WORK TASK: What is needed here is a faithful repeat of every entry, with no character changed.
(Beginning of SUPPLIED INFORMATION)
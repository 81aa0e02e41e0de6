use prometheus::{
    Encoder, GaugeVec, IntCounterVec, Opts, Registry, TextEncoder,
    register_gauge_vec_with_registry, register_int_counter_vec_with_registry,
};
use lazy_static::lazy_static;
use std::sync::Arc;

use crate::models::{ProcessDefinition, ProcessStatus};

pub struct MetricsRegistry {
    registry: Registry,

    // Gauge metrics
    pub process_up: GaugeVec,
    pub process_port_open: GaugeVec,
    pub process_uptime_seconds: GaugeVec,

    // Counter metrics
    pub process_operations: IntCounterVec,
}

impl MetricsRegistry {
    pub fn new() -> Result<Self, prometheus::Error> {
        let registry = Registry::new();

        let process_up = register_gauge_vec_with_registry!(
            Opts::new("managed_process_up", "Managed process is running (1) or down (0)"),
            &["name", "path"],
            registry
        )?;

        let process_port_open = register_gauge_vec_with_registry!(
            Opts::new(
                "managed_process_port_open",
                "Readiness port accepts connections (1) or not (0)"
            ),
            &["name", "port"],
            registry
        )?;

        let process_uptime_seconds = register_gauge_vec_with_registry!(
            Opts::new("managed_process_uptime_seconds", "Seconds since the last recorded start"),
            &["name"],
            registry
        )?;

        let process_operations = register_int_counter_vec_with_registry!(
            Opts::new("managed_process_operations_total", "Start/stop operations by outcome"),
            &["name", "operation", "outcome"],
            registry
        )?;

        Ok(Self {
            registry,
            process_up,
            process_port_open,
            process_uptime_seconds,
            process_operations,
        })
    }

    pub fn render(&self) -> Result<String, Box<dyn std::error::Error>> {
        let encoder = TextEncoder::new();
        let metric_families = self.registry.gather();
        let mut buffer = Vec::new();
        encoder.encode(&metric_families, &mut buffer)?;
        Ok(String::from_utf8(buffer)?)
    }

    /// 用最新状态覆盖某个进程的 gauge
    pub fn observe_status(&self, definition: &ProcessDefinition, status: &ProcessStatus) {
        let name = definition.name.as_str();

        self.process_up
            .with_label_values(&[name, definition.path.as_str()])
            .set(if status.running { 1.0 } else { 0.0 });

        if let (Some(port), Some(open)) = (definition.port, status.port_open) {
            self.process_port_open
                .with_label_values(&[name, &port.to_string()])
                .set(if open { 1.0 } else { 0.0 });
        }

        match status.current_uptime_seconds {
            Some(uptime) => self
                .process_uptime_seconds
                .with_label_values(&[name])
                .set(uptime as f64),
            None => {
                let _ = self.process_uptime_seconds.remove_label_values(&[name]);
            }
        }
    }

    pub fn record_operation(&self, name: &str, operation: &str, success: bool) {
        let outcome = if success { "success" } else { "failure" };
        self.process_operations
            .with_label_values(&[name, operation, outcome])
            .inc();
    }
}

lazy_static! {
    pub static ref METRICS: Arc<MetricsRegistry> =
        Arc::new(MetricsRegistry::new().expect("metric definitions are valid"));
}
(End of SUPPLIED INFORMATION)
WRITTEN SOLUTION:
repository 81aa0e02e41e0de6
use prometheus::{
    Encoder, GaugeVec, IntCounterVec, Opts, Registry, TextEncoder,
    register_gauge_vec_with_registry, register_int_counter_vec_with_registry,
};
use lazy_static::lazy_static;
use std::sync::Arc;

use crate::models::{ProcessDefinition, ProcessStatus};

pub struct MetricsRegistry {
    registry: Registry,

    // Gauge metrics
    pub process_up: GaugeVec,
    pub process_port_open: GaugeVec,
    pub process_uptime_seconds: GaugeVec,

    // Counter metrics
    pub process_operations: IntCounterVec,
}

impl MetricsRegistry {
    pub fn new() -> Result<Self, prometheus::Error> {
        let registry = Registry::new();

        let process_up = register_gauge_vec_with_registry!(
            Opts::new("managed_process_up", "Managed process is running (1) or down (0)"),
            &["name", "path"],
            registry
        )?;

        let process_port_open = register_gauge_vec_with_registry!(
            Opts::new(
                "managed_process_port_open",
                "Readiness port accepts connections (1) or not (0)"
            ),
            &["name", "port"],
            registry
        )?;

        let process_uptime_seconds = register_gauge_vec_with_registry!(
            Opts::new("managed_process_uptime_seconds", "Seconds since the last recorded start"),
            &["name"],
            registry
        )?;

        let process_operations = register_int_counter_vec_with_registry!(
            Opts::new("managed_process_operations_total", "Start/stop operations by outcome"),
            &["name", "operation", "outcome"],
            registry
        )?;

        Ok(Self {
            registry,
            process_up,
            process_port_open,
            process_uptime_seconds,
            process_operations,
        })
    }

    pub fn render(&self) -> Result<String, Box<dyn std::error::Error>> {
        let encoder = TextEncoder::new();
        let metric_families = self.registry.gather();
        let mut buffer = Vec::new();
        encoder.encode(&metric_families, &mut buffer)?;
        Ok(String::from_utf8(buffer)?)
    }

    /// 用最新状态覆盖某个进程的 gauge
    pub fn observe_status(&self, definition: &ProcessDefinition, status: &ProcessStatus) {
        let name = definition.name.as_str();

        self.process_up
            .with_label_values(&[name, definition.path.as_str()])
            .set(if status.running { 1.0 } else { 0.0 });

        if let (Some(port), Some(open)) = (definition.port, status.port_open) {
            self.process_port_open
                .with_label_values(&[name, &port.to_string()])
                .set(if open { 1.0 } else { 0.0 });
        }

        match status.current_uptime_seconds {
            Some(uptime) => self
                .process_uptime_seconds
                .with_label_values(&[name])
                .set(uptime as f64),
            None => {
                let _ = self.process_uptime_seconds.remove_label_values(&[name]);
            }
        }
    }

    pub fn record_operation(&self, name: &str, operation: &str, success: bool) {
        let outcome = if success { "success" } else { "failure" };
        self.process_operations
            .with_label_values(&[name, operation, outcome])
            .inc();
    }
}

lazy_static! {
    pub static ref METRICS: Arc<MetricsRegistry> =
        Arc::new(MetricsRegistry::new().expect("metric definitions are valid"));
}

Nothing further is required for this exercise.